Con esa angustia se sustenta la dramaturgia, de ella extraen grandes autores como Chéjov hasta sus imágenes luminosas. Porque el deseo de trascenderse a sí mismos que domina a casi todos sus personajes es consecuencia de la desesperación. Sumergidos en la angustia radical, intentan sin embargo transmutarla, y aunque son víctimas de la futilidad y el vacío, presienten que el poder de un más acá sin Dios que lo pide todo para sí, debe oponerse al de un más allá que nos ha sido revelado desde siempre.

La angustia radical no está ligada a la historia de la persona ni a su carácter ni a su ámbito, y se apoya en la percepción de la trágica inserción de la especie humana en el universo.
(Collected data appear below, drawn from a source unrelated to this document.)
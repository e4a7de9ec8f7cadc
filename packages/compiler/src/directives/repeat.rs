//! `:for` loops.
//!
//! The template node is replaced by a pair of comment anchors. Every run of
//! the loop watcher produces the keyed entry list, which is reconciled
//! against the rendered items: vanished keys are disposed, kept keys are
//! updated in place and only moved when they fall outside the longest
//! increasing run of old positions, new keys are cloned and compiled.

use super::{required_value, Directive};
use crate::context::Context;
use crate::dom::NodeId;
use crate::error::{CompileError, CompileResult};
use crate::expression::{evaluate, Env};
use crate::traverse::compile_node;
use crate::wrap::NodeWrap;
use sprig_parser::{parse_for_clause, Expression, ForClause, ForMode, ForSource};
use sprig_reactive::{child_path, format_number, Scope, Value};
use std::cell::RefCell;
use std::collections::{HashMap, HashSet};
use std::rc::Rc;
use tracing::{debug, warn};

/// Identity of a rendered item
#[derive(Debug, Clone, PartialEq, Eq, Hash)]
enum ItemKey {
    /// Array element id
    Id(u64),
    /// Object key path or range value
    Key(String),
    /// Position, for `in` over arrays
    Index(usize),
}

struct Entry {
    key: ItemKey,
    vars: Vec<(String, Value)>,
}

struct Item {
    key: ItemKey,
    /// First node of the item's range; the range runs up to the next item
    first: NodeId,
    scope: Scope,
}

struct Loop {
    template: NodeId,
    end: NodeId,
    scope: Scope,
    once: bool,
    items: RefCell<Vec<Item>>,
}

pub(super) fn compile_for(ctx: &Rc<Context>, node: NodeId, wrap: &Rc<NodeWrap>, value: &str) -> CompileResult<()> {
    let source = required_value(ctx, node, Directive::For, value)?;
    let clause = parse_for_clause(source).map_err(|error| CompileError::malformed("for", source, error))?;

    let document = &ctx.document;
    let Some(parent) = document.parent(node) else {
        warn!("`:for` node has no parent");
        wrap.update(|o| o.removed = true);
        return Ok(());
    };

    let template = document.clone_node(node, true);
    let start = document.create_comment("for");
    let end = document.create_comment("/for");
    document.insert_before(parent, start, Some(node));
    document.insert_before(parent, end, Some(node));
    wrap.update(|o| o.removed = true);
    ctx.discard(node);

    let scope = wrap.scope();
    let once = wrap.options().once;
    let anchor_wrap = ctx.wraps.wrap(start, &scope);
    if once {
        anchor_wrap.update(|o| o.once = true);
    }
    let pristine = document.clone();
    anchor_wrap.on_dispose(move || pristine.release(template));

    let state = Rc::new(Loop {
        template,
        end,
        scope: scope.clone(),
        once,
        items: RefCell::new(Vec::new()),
    });
    let clause = Rc::new(clause);
    let (reader, writer) = (ctx.weak(), ctx.weak());

    ctx.watch(
        &anchor_wrap,
        "for",
        move || match reader.upgrade() {
            Some(ctx) => collect_entries(&ctx, &clause, &scope),
            None => Vec::new(),
        },
        move |entries, _| {
            if let Some(ctx) = writer.upgrade() {
                reconcile(&ctx, &state, entries);
            }
        },
    );
    Ok(())
}

fn named(names: &[String], values: Vec<Value>) -> Vec<(String, Value)> {
    names.iter().cloned().zip(values).collect()
}

/// Keyed item variables; every read is tracked by the loop watcher
fn collect_entries(ctx: &Context, clause: &ForClause, scope: &Scope) -> Vec<Entry> {
    let filters = ctx.compiler.filters();
    let env = Env::new(scope, &filters);
    let eval = |expr: &Expression| {
        evaluate(expr, &env).unwrap_or_else(|err| {
            warn!(error = %err, "`:for` source failed");
            Value::Null
        })
    };
    let names = &clause.names;

    let source = match &clause.source {
        ForSource::Range { start, end } => {
            let (from, to) = (eval(start).to_number(), eval(end).to_number());
            if !from.is_finite() || !to.is_finite() {
                warn!(from, to, "`:for` range bounds are not numbers");
                return Vec::new();
            }
            let mut entries = Vec::new();
            let mut n = from;
            while n <= to {
                let index = entries.len();
                entries.push(Entry {
                    key: ItemKey::Key(format_number(n)),
                    vars: named(names, vec![Value::Number(n), Value::from(index)]),
                });
                n += 1.0;
            }
            return entries;
        }
        ForSource::Expression(expr) => eval(expr),
    };

    match (clause.mode, source) {
        (_, value) if value.is_nullish() => Vec::new(),
        (ForMode::Of, Value::Array(items)) => items
            .entries()
            .into_iter()
            .enumerate()
            .map(|(index, (id, value))| Entry {
                key: ItemKey::Id(id),
                vars: named(names, vec![value, Value::from(index)]),
            })
            .collect(),
        (ForMode::In, Value::Object(object)) => object
            .keys()
            .into_iter()
            .enumerate()
            .map(|(index, key)| {
                let value = object.get(&key);
                let identity = match object.path() {
                    Some(path) => child_path(&path, &key),
                    None => key.clone(),
                };
                Entry {
                    key: ItemKey::Key(identity),
                    vars: named(names, vec![Value::from(key), value, Value::from(index)]),
                }
            })
            .collect(),
        (ForMode::In, Value::Array(items)) => items
            .entries()
            .into_iter()
            .enumerate()
            .map(|(index, (_, value))| Entry {
                key: ItemKey::Index(index),
                vars: named(names, vec![Value::from(index), value, Value::from(index)]),
            })
            .collect(),
        (mode, other) => {
            warn!(kind = other.type_of(), ?mode, "`:for` source is not iterable");
            Vec::new()
        }
    }
}

fn reconcile(ctx: &Rc<Context>, state: &Loop, entries: Vec<Entry>) {
    let document = &ctx.document;
    let Some(parent) = document.parent(state.end) else {
        return;
    };
    let old = std::mem::take(&mut *state.items.borrow_mut());

    let ranges: Vec<Vec<NodeId>> = old
        .iter()
        .enumerate()
        .map(|(i, item)| {
            let stop = old.get(i + 1).map_or(state.end, |next| next.first);
            let mut nodes = Vec::new();
            let mut cursor = Some(item.first);
            while let Some(node) = cursor.filter(|n| *n != stop) {
                nodes.push(node);
                cursor = document.next_sibling(node);
            }
            nodes
        })
        .collect();

    let kept: HashSet<&ItemKey> = entries.iter().map(|e| &e.key).collect();
    let mut removed = 0;
    for (item, range) in old.iter().zip(&ranges) {
        if !kept.contains(&item.key) {
            for node in range {
                ctx.discard(*node);
            }
            removed += 1;
        }
    }

    let old_index: HashMap<&ItemKey, usize> = old.iter().enumerate().map(|(i, item)| (&item.key, i)).collect();
    let sources: Vec<Option<usize>> = entries.iter().map(|e| old_index.get(&e.key).copied()).collect();
    drop(old_index);
    drop(kept);
    let stable = longest_increasing_subsequence(&sources);

    let mut slots: Vec<Option<Item>> = old.into_iter().map(Some).collect();
    let mut rendered: Vec<Option<Item>> = std::iter::repeat_with(|| None).take(entries.len()).collect();
    let mut next_ref = state.end;
    let (mut created, mut moved) = (0, 0);

    for (position, entry) in entries.into_iter().enumerate().rev() {
        let reused = sources[position].and_then(|i| slots[i].take().map(|item| (i, item)));
        let item = match reused {
            Some((old_position, item)) => {
                for (name, value) in entry.vars {
                    if let Err(err) = item.scope.define(&name, value) {
                        warn!(variable = %name, error = %err, "loop variable update failed");
                    }
                }
                if !stable.contains(&position) {
                    for node in &ranges[old_position] {
                        document.insert_before(parent, *node, Some(next_ref));
                    }
                    moved += 1;
                }
                item
            }
            None => {
                created += 1;
                create_item(ctx, state, parent, next_ref, entry)
            }
        };
        next_ref = item.first;
        rendered[position] = Some(item);
    }

    debug!(created, moved, removed, "loop reconciled");
    *state.items.borrow_mut() = rendered.into_iter().flatten().collect();
}

fn create_item(ctx: &Rc<Context>, state: &Loop, parent: NodeId, next_ref: NodeId, entry: Entry) -> Item {
    let document = &ctx.document;
    let before = document.previous_sibling(next_ref);
    let clone = document.clone_node(state.template, true);
    document.insert_before(parent, clone, Some(next_ref));

    let scope = state.scope.child(entry.vars);
    if let Err(err) = compile_node(ctx, clone, &scope, state.once, Some(Directive::For)) {
        warn!(error = %err, "loop item failed to compile");
    }

    let mut first = match before {
        Some(node) => document.next_sibling(node),
        None => document.first_child(parent),
    }
    .unwrap_or(clone);
    if first == next_ref {
        // the item rendered nothing; keep a marker so its range stays addressable
        first = document.create_comment("item");
        document.insert_before(parent, first, Some(next_ref));
    }

    Item {
        key: entry.key,
        first,
        scope,
    }
}

/// Positions whose old indices form a longest strictly increasing run
fn longest_increasing_subsequence(sources: &[Option<usize>]) -> HashSet<usize> {
    let mut tails: Vec<usize> = Vec::new();
    let mut previous: Vec<Option<usize>> = vec![None; sources.len()];

    for (position, source) in sources.iter().enumerate() {
        let Some(value) = *source else {
            continue;
        };
        let slot = tails.partition_point(|&t| sources[t].is_some_and(|v| v < value));
        if slot > 0 {
            previous[position] = Some(tails[slot - 1]);
        }
        if slot == tails.len() {
            tails.push(position);
        } else {
            tails[slot] = position;
        }
    }

    let mut stable = HashSet::new();
    let mut cursor = tails.last().copied();
    while let Some(position) = cursor {
        stable.insert(position);
        cursor = previous[position];
    }
    stable
}

#[cfg(test)]
mod tests {
    use super::*;

    #[test]
    fn test_lis_keeps_longest_ordered_run() {
        let stable = longest_increasing_subsequence(&[Some(2), Some(0), Some(1), None, Some(3)]);
        let mut positions: Vec<_> = stable.into_iter().collect();
        positions.sort();
        assert_eq!(positions, vec![1, 2, 4]);
    }

    #[test]
    fn test_lis_of_reversed_list_keeps_one() {
        let stable = longest_increasing_subsequence(&[Some(3), Some(2), Some(1), Some(0)]);
        assert_eq!(stable.len(), 1);
    }
}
Cuando es radical, la angustia que genera la escritura para el teatro potencia la acción dramática y le confiere la fuerza unificadora que nos vincula al orden cósmico, nos enfrenta a nosotros mismos con relación a la totalidad y, quizás por ese motivo, nos redime.

Ricardo Prieto

Publicado en la Revista de teatrología, técnicas y reflexión sobre la práctica teatral iberoamericana editada por el CELCIT- Número 26/2004.